→ **Problem description**: If a line in the data has the string "HashMap", please show it.

→ **Data to examine**:
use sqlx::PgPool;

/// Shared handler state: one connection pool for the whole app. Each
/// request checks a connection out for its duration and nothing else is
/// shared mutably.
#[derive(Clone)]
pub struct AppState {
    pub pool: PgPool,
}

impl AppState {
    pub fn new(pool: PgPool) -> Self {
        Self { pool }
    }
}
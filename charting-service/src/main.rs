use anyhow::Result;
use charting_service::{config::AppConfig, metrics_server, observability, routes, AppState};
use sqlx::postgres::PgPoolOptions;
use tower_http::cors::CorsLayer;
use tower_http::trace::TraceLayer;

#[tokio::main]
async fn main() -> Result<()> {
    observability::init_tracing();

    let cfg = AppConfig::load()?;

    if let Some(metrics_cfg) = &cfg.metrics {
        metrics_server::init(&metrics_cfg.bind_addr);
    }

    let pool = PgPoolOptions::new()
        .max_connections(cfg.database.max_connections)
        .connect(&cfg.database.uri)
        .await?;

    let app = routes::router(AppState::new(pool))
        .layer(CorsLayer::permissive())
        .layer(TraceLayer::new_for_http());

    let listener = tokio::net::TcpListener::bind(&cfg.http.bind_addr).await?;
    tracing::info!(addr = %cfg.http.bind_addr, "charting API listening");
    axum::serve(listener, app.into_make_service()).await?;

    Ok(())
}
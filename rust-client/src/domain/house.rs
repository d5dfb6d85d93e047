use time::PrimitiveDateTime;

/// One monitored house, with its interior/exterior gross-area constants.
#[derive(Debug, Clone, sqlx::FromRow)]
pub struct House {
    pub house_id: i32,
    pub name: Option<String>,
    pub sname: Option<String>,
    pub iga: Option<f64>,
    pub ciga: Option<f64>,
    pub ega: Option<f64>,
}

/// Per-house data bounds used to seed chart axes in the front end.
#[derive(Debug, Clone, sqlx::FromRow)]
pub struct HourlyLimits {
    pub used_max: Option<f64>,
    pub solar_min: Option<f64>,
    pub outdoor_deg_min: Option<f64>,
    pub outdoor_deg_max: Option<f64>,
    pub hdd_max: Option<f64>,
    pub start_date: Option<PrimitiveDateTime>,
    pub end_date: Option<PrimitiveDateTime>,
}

--

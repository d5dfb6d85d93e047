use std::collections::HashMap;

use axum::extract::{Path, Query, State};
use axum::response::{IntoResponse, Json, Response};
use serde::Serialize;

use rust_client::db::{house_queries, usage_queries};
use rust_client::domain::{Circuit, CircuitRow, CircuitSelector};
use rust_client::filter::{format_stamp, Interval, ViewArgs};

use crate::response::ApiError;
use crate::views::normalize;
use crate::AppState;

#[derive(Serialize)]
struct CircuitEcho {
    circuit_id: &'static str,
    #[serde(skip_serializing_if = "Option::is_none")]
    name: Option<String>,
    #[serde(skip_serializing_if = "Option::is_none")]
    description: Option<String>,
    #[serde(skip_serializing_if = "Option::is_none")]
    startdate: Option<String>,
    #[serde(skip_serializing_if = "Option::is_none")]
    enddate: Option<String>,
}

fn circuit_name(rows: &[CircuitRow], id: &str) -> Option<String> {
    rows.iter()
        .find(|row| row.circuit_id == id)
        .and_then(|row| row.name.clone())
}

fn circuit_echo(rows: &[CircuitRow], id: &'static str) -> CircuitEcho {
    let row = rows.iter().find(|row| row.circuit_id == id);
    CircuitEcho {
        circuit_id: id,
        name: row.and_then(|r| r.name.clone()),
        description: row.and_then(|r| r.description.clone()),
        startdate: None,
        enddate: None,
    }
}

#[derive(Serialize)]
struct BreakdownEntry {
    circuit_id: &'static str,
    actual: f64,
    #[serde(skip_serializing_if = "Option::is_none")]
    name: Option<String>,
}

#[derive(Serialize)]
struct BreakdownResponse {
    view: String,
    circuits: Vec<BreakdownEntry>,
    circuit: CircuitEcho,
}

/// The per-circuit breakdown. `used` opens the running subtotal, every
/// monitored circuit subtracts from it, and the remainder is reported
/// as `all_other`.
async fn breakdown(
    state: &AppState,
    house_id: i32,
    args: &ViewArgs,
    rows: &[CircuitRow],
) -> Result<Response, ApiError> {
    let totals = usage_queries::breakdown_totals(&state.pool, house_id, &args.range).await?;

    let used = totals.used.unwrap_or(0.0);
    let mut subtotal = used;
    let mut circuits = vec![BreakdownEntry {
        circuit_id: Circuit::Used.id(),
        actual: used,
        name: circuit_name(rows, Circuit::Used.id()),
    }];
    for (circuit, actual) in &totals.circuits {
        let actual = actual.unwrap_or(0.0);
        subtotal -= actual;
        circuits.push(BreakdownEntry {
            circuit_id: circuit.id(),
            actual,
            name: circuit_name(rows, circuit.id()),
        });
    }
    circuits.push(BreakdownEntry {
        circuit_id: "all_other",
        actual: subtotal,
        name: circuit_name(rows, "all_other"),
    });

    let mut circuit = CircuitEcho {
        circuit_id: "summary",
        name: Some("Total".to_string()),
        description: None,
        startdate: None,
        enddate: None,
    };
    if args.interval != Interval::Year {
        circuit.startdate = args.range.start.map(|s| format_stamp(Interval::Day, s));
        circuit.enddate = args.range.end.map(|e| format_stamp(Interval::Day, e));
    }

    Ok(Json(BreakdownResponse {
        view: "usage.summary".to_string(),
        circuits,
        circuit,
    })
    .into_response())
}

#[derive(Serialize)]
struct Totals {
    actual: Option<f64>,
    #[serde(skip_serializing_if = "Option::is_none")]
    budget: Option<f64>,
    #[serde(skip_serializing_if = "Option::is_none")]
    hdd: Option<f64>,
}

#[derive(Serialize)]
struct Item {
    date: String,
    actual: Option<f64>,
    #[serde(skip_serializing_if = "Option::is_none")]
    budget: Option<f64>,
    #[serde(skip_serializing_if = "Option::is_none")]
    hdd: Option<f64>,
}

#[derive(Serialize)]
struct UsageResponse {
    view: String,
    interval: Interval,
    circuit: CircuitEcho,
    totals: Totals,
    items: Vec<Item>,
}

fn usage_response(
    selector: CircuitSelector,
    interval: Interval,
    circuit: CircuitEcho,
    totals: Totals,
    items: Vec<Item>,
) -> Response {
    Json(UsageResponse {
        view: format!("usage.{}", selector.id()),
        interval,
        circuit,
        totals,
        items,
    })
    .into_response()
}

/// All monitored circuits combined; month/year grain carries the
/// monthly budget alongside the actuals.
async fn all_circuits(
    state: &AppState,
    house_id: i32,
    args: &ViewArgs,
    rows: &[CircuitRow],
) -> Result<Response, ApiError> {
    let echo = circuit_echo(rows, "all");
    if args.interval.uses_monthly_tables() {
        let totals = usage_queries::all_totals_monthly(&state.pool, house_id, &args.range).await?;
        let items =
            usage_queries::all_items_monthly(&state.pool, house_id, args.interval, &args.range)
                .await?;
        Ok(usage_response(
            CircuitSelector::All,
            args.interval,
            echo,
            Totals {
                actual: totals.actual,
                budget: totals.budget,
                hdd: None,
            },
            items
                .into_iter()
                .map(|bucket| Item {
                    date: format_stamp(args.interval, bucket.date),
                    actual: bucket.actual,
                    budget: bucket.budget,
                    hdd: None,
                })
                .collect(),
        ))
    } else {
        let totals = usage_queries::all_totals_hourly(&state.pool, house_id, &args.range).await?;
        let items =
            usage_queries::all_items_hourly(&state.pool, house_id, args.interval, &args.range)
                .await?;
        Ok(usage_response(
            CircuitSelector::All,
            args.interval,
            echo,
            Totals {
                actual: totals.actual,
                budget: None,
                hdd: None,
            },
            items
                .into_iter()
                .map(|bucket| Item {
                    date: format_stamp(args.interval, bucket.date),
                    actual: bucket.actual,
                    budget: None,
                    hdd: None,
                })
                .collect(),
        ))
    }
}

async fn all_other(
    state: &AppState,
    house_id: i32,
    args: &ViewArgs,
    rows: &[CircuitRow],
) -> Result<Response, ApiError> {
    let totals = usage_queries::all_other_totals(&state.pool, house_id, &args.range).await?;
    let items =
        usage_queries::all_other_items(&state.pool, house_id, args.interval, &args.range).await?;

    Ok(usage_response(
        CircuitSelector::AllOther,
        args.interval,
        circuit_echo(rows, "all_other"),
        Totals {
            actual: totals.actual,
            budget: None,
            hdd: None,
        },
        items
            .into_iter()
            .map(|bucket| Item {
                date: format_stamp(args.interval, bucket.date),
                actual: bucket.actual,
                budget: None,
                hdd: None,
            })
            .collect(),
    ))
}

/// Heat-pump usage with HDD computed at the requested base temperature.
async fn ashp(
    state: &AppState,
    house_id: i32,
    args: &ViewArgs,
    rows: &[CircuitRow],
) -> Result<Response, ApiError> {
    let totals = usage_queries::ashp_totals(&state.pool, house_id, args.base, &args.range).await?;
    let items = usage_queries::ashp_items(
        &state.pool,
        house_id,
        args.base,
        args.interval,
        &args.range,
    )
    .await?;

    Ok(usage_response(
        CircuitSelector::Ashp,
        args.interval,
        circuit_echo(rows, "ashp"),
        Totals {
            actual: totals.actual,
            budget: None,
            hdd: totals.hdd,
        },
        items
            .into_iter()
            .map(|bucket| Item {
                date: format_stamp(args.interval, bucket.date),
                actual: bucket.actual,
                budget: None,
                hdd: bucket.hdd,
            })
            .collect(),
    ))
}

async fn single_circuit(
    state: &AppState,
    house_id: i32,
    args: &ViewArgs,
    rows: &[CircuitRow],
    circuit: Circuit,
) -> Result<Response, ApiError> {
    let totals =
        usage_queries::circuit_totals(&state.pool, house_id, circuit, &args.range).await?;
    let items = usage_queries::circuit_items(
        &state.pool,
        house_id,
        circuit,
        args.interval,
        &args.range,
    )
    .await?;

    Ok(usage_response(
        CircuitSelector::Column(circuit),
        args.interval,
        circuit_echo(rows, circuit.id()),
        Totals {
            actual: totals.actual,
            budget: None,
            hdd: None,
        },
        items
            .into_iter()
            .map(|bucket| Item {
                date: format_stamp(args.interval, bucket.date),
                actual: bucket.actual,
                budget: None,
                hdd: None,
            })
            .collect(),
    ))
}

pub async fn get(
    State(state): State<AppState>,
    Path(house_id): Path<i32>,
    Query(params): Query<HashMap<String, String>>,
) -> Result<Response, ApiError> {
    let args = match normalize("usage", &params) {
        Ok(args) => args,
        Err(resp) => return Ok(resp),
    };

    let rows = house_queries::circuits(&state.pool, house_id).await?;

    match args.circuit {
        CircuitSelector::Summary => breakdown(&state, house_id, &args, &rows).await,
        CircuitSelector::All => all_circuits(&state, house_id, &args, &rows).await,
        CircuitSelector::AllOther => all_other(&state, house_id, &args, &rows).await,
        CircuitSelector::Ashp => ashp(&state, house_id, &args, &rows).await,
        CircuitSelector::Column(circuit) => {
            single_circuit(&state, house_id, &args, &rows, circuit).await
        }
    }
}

* * *

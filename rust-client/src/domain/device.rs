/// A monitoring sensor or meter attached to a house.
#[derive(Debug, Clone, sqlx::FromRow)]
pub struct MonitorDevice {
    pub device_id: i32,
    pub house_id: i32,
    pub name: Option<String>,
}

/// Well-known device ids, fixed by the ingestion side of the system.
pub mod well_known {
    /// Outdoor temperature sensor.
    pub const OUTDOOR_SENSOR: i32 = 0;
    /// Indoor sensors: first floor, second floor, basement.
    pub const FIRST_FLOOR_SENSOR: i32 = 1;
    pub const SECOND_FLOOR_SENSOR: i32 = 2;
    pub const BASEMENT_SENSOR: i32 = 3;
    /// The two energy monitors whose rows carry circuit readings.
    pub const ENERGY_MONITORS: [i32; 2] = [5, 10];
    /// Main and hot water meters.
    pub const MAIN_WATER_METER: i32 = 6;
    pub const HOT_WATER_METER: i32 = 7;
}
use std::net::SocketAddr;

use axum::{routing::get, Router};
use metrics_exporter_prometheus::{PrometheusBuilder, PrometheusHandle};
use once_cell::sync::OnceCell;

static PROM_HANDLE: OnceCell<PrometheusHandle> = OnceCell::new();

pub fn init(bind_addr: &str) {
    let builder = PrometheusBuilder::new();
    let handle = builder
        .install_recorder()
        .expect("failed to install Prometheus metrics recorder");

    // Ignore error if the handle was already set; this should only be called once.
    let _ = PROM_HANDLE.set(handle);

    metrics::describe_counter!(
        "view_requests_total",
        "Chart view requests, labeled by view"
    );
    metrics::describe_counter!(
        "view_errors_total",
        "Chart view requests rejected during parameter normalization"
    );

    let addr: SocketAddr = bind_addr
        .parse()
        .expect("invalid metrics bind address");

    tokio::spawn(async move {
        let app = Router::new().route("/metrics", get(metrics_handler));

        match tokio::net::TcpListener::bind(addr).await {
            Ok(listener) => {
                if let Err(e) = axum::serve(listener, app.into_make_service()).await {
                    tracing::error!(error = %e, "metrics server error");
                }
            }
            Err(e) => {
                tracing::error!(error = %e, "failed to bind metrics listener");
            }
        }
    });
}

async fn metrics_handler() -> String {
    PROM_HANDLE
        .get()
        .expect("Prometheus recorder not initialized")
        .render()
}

→ **Output of the exercise**:
use std::collections::HashMap;
    Query(params): Query<HashMap<String, String>>,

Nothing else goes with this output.